According to CryptoPotato, Ripple has recently experienced increased selling pressure, causing its price to fall below a critical support region. This region includes the lower boundary of the wedge and the 100-day and 200-day moving averages. However, a completed pullback has emerged, confirming the validity of the breakout.
The daily chart shows a significant drop in Ripple's price, breaking its multi-month sideways consolidation range. This event triggered a large number of sell-stop orders, intensifying selling pressure and pushing the price below the crucial support area. Despite this, the cryptocurrency found support at the $0.499 threshold and retraced back to the breached level, completing a pullback. This successful pullback suggests a valid breakout, indicating the possibility of a mid-term downward trend toward the substantial $0.48 support region.
A closer look at the 4-hour chart reveals an impulsive breach below a significant support region, ranging from the critical 0.5 ($0.61) to 0.618 ($0.58) levels of the Fibonacci retracement, aligning with the lower boundary of the wedge.

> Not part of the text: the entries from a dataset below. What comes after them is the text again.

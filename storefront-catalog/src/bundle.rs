use rust_decimal::Decimal;
use serde::{Deserialize, Serialize};
use storefront_shared::{Amount, ProductId};

/// How a bundle is priced
#[derive(Debug, Clone, Copy, Serialize, Deserialize, PartialEq, Eq)]
#[serde(rename_all = "lowercase")]
pub enum PricingMode {
    /// Sum of the selected items' unit prices
    Sum,
    /// A box price covering a number of included items
    Fixed,
    /// Anything the storefront does not recognize
    #[serde(other)]
    Unknown,
}

/// Policy for items beyond `included_items_count` in fixed mode
#[derive(Debug, Clone, Default, Serialize, Deserialize, PartialEq)]
#[serde(tag = "method", rename_all = "snake_case")]
pub enum ExtraItemChargingMethod {
    /// Same fee for every extra unit
    Flat { fee: Amount },
    /// Each extra unit is charged at its own unit price
    #[default]
    UnitPrice,
}

/// How shipping is charged for the bundle as a unit. Not priced here.
#[derive(Debug, Clone, Copy, Default, Serialize, Deserialize, PartialEq, Eq)]
#[serde(rename_all = "lowercase")]
pub enum ShippingFeeOption {
    Free,
    Flat,
    #[default]
    Calculated,
}

#[derive(Debug, Clone, Copy, Serialize, Deserialize, PartialEq, Eq)]
#[serde(rename_all = "lowercase")]
pub enum ItemRole {
    Required,
    Addon,
}

/// One selectable item within a bundle offer
#[derive(Debug, Clone, Serialize, Deserialize, PartialEq)]
#[serde(rename_all = "camelCase")]
pub struct BundleItemSpec {
    pub product_id: ProductId,
    pub role: ItemRole,
    #[serde(default)]
    pub is_free: bool,
    pub quantity: i32,
    #[serde(default)]
    pub unit_price: Option<Amount>,
}

impl BundleItemSpec {
    /// Items with a non-positive quantity take no part in pricing.
    pub fn is_selected(&self) -> bool {
        self.quantity > 0
    }

    /// Quantity that counts toward charges and overflow.
    pub fn chargeable_quantity(&self) -> i32 {
        if self.is_free || !self.is_selected() {
            0
        } else {
            self.quantity
        }
    }
}

/// A bundle offer as sent by the configurator
#[derive(Debug, Clone, Serialize, Deserialize, PartialEq)]
#[serde(rename_all = "camelCase")]
pub struct BundleConfiguration {
    pub pricing_mode: PricingMode,
    #[serde(default)]
    pub box_price: Option<Amount>,
    #[serde(default)]
    pub included_items_count: i32,
    #[serde(default)]
    pub extra_item_charging_method: ExtraItemChargingMethod,
    #[serde(default)]
    pub shipping_fee_option: ShippingFeeOption,
    #[serde(default)]
    pub show_product_prices: bool,
    #[serde(default)]
    pub items: Vec<BundleItemSpec>,
}

#[derive(Debug, Clone, PartialEq, thiserror::Error)]
pub enum ValidationError {
    #[error("Unrecognized pricing mode")]
    UnknownPricingMode,

    #[error("Fixed pricing requires a box price")]
    MissingBoxPrice,

    #[error("Box price must not be negative: {0}")]
    NegativeBoxPrice(Amount),

    #[error("Extra item fee must not be negative: {0}")]
    NegativeExtraItemFee(Amount),

    #[error("Included items count must not be negative: {0}")]
    NegativeIncludedItemsCount(i32),

    #[error("Item {product_id} needs a non-negative unit price")]
    InvalidUnitPrice { product_id: ProductId },

    #[error("Bundle has no items")]
    EmptyItems,

    #[error("Selected quantity is out of range")]
    QuantityOutOfRange,

    #[error("Bundle total is out of range")]
    AmountOutOfRange,
}

/// Check a configuration, first failing rule wins.
pub fn validate(config: BundleConfiguration) -> Result<BundleConfiguration, ValidationError> {
    config.validate()?;
    Ok(config)
}

/// Apply the per-item rules to a selection priced separately from its configuration.
pub fn validate_selection(
    config: &BundleConfiguration,
    items: &[BundleItemSpec],
) -> Result<(), ValidationError> {
    if config.requires_unit_prices() {
        check_unit_prices(items)?;
    }
    if items.is_empty() {
        return Err(ValidationError::EmptyItems);
    }
    selected_quantity(items).ok_or(ValidationError::QuantityOutOfRange)?;
    Ok(())
}

/// Total of the positive quantities, `None` when it does not fit an `i32`.
pub fn selected_quantity(items: &[BundleItemSpec]) -> Option<i32> {
    items
        .iter()
        .filter(|i| i.is_selected())
        .try_fold(0i32, |total, i| total.checked_add(i.quantity))
}

fn check_unit_prices(items: &[BundleItemSpec]) -> Result<(), ValidationError> {
    for item in items.iter().filter(|i| !i.is_free) {
        match item.unit_price {
            Some(price) if price >= Decimal::ZERO => {}
            _ => {
                return Err(ValidationError::InvalidUnitPrice {
                    product_id: item.product_id,
                })
            }
        }
    }
    Ok(())
}

impl BundleConfiguration {
    pub fn validate(&self) -> Result<(), ValidationError> {
        if self.pricing_mode == PricingMode::Unknown {
            return Err(ValidationError::UnknownPricingMode);
        }

        if self.pricing_mode == PricingMode::Fixed {
            match self.box_price {
                None => return Err(ValidationError::MissingBoxPrice),
                Some(price) if price < Decimal::ZERO => {
                    return Err(ValidationError::NegativeBoxPrice(price))
                }
                Some(_) => {}
            }
            if let ExtraItemChargingMethod::Flat { fee } = &self.extra_item_charging_method {
                if *fee < Decimal::ZERO {
                    return Err(ValidationError::NegativeExtraItemFee(*fee));
                }
            }
        }

        if self.included_items_count < 0 {
            return Err(ValidationError::NegativeIncludedItemsCount(self.included_items_count));
        }

        validate_selection(self, &self.items)
    }

    /// Sum mode prices every paid item; fixed mode does when extras are charged at unit price.
    pub fn requires_unit_prices(&self) -> bool {
        match self.pricing_mode {
            PricingMode::Sum => true,
            PricingMode::Fixed => {
                self.extra_item_charging_method == ExtraItemChargingMethod::UnitPrice
            }
            PricingMode::Unknown => false,
        }
    }
}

However, sellers encountered increased demand around the crucial $0.499 region and the multi-month ascending trendline, leading to a retracement back toward the breached support region. Ripple appears to be contained within a tight dynamic range, defined by the resistance region marked by the critical 0.5 ($0.61) to 0.618 ($0.58) Fibonacci retracement levels and the crucial dynamic support of the ascending trendline. As a result, a mid-term consolidation stage within this pivotal range is expected for Ripple until a valid breakout occurs in either direction.